[Start of Attachment]

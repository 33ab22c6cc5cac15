// Pose estimation platform integration
// Provides the estimator capability trait, MediaPipe backends, and a scripted test double

pub mod mediapipe_bridge;
pub mod scripted;

use crate::models::pose::{PoseEstimate, PoseResult};
use image::RgbImage;

pub use mediapipe_bridge::{DefaultMediaPipe, NullEstimator};
pub use scripted::ScriptedEstimator;

/// Single-frame pose estimation capability
///
/// Implementations must be callable from several blocking threads at once.
pub trait PoseEstimator: Send + Sync {
    /// Estimate one pose, or Ok(None) when nobody is detected
    fn estimate(&self, frame: &RgbImage) -> PoseResult<Option<PoseEstimate>>;

    /// Number of landmarks every estimate carries
    fn landmark_count(&self) -> usize;

    /// Check if models are loaded
    fn is_initialized(&self) -> bool;

    /// Get model info
    fn model_info(&self) -> String;
}
// BVH (Biovision Hierarchy) serialization of animation documents
// Output is deterministic: fixed precision, no timestamps, bones in depth-first order

use crate::models::animation::AnimationDocument;
use crate::models::pipeline::PipelineResult;
use crate::models::skeleton::Skeleton;
use nalgebra::{UnitQuaternion, Vector3};
use std::fs::File;
use std::io::{self, BufWriter, Write};
use std::path::Path;

const ROOT_CHANNELS: &str = "CHANNELS 6 Xposition Yposition Zposition Zrotation Yrotation Xrotation";
const JOINT_CHANNELS: &str = "CHANNELS 3 Zrotation Yrotation Xrotation";

/// Fixed 6-decimal formatting with negative zero folded to zero
fn fmt(value: f64) -> String {
    let value = if value.abs() < 5e-7 { 0.0 } else { value };
    format!("{:.6}", value)
}

fn fmt_vec(v: &Vector3<f64>) -> String {
    format!("{} {} {}", fmt(v.x), fmt(v.y), fmt(v.z))
}

/// Z, Y, X angles in degrees for R = Rz * Ry * Rx
fn zyx_degrees(rotation: &UnitQuaternion<f64>) -> [f64; 3] {
    let (roll, pitch, yaw) = rotation.euler_angles();
    [yaw.to_degrees(), pitch.to_degrees(), roll.to_degrees()]
}

pub fn write_bvh<W: Write>(document: &AnimationDocument, out: &mut W) -> PipelineResult<()> {
    let skeleton = &document.skeleton;

    writeln!(out, "HIERARCHY")?;
    write_joint(skeleton, 0, 0, out)?;

    writeln!(out, "MOTION")?;
    writeln!(out, "Frames: {}", document.frame_count())?;
    // Shortest round-trip form: frames * frame time must reproduce the duration
    writeln!(out, "Frame Time: {}", document.frame_time())?;

    let mut line = String::new();
    for frame in &document.frames {
        line.clear();
        for (bone, channel) in skeleton.bones().iter().zip(frame.channels.iter()) {
            if bone.parent.is_none() {
                let translation = channel.translation.unwrap_or_else(Vector3::zeros);
                for v in translation.iter() {
                    push_value(&mut line, *v);
                }
            }
            let local = bone.orientation * channel.rotation;
            for v in zyx_degrees(&local) {
                push_value(&mut line, v);
            }
        }
        writeln!(out, "{}", line)?;
    }

    out.flush()?;
    Ok(())
}

fn push_value(line: &mut String, value: f64) {
    if !line.is_empty() {
        line.push(' ');
    }
    line.push_str(&fmt(value));
}

fn write_joint<W: Write>(skeleton: &Skeleton, index: usize, depth: usize, out: &mut W) -> PipelineResult<()> {
    let bone = &skeleton.bones()[index];
    let indent = "\t".repeat(depth);

    let keyword = if bone.parent.is_none() { "ROOT" } else { "JOINT" };
    writeln!(out, "{}{} {}", indent, keyword, bone.name)?;
    writeln!(out, "{}{{", indent)?;
    writeln!(out, "{}\tOFFSET {}", indent, fmt_vec(&bone.offset))?;
    let channels = if bone.parent.is_none() { ROOT_CHANNELS } else { JOINT_CHANNELS };
    writeln!(out, "{}\t{}", indent, channels)?;

    let children = skeleton.children(index);
    if children.is_empty() {
        let offset = bone
            .end_site
            .as_ref()
            .map(|site| Vector3::new(site.offset[0], site.offset[1], site.offset[2]))
            .unwrap_or_else(Vector3::zeros);
        writeln!(out, "{}\tEnd Site", indent)?;
        writeln!(out, "{}\t{{", indent)?;
        writeln!(out, "{}\t\tOFFSET {}", indent, fmt_vec(&offset))?;
        writeln!(out, "{}\t}}", indent)?;
    } else {
        for &child in children {
            write_joint(skeleton, child, depth + 1, out)?;
        }
    }

    writeln!(out, "{}}}", indent)?;
    Ok(())
}

pub fn to_bvh_string(document: &AnimationDocument) -> PipelineResult<String> {
    let mut buffer = Vec::new();
    write_bvh(document, &mut buffer)?;
    String::from_utf8(buffer).map_err(|e| io::Error::new(io::ErrorKind::InvalidData, e).into())
}

pub fn save_bvh<P: AsRef<Path>>(document: &AnimationDocument, path: P) -> PipelineResult<()> {
    let file = File::create(path.as_ref())?;
    let mut writer = BufWriter::new(file);
    write_bvh(document, &mut writer)?;
    log::info!("Wrote BVH with {} frames to {:?}", document.frame_count(), path.as_ref());
    Ok(())
}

[End of Attachment]

__Required action__: Scan the material for "tOFFSET" and copy the lines that hold it.

__Task answer__:
    writeln!(out, "{}\tOFFSET {}", indent, fmt_vec(&bone.offset))?;
        writeln!(out, "{}\t\tOFFSET {}", indent, fmt_vec(&offset))?;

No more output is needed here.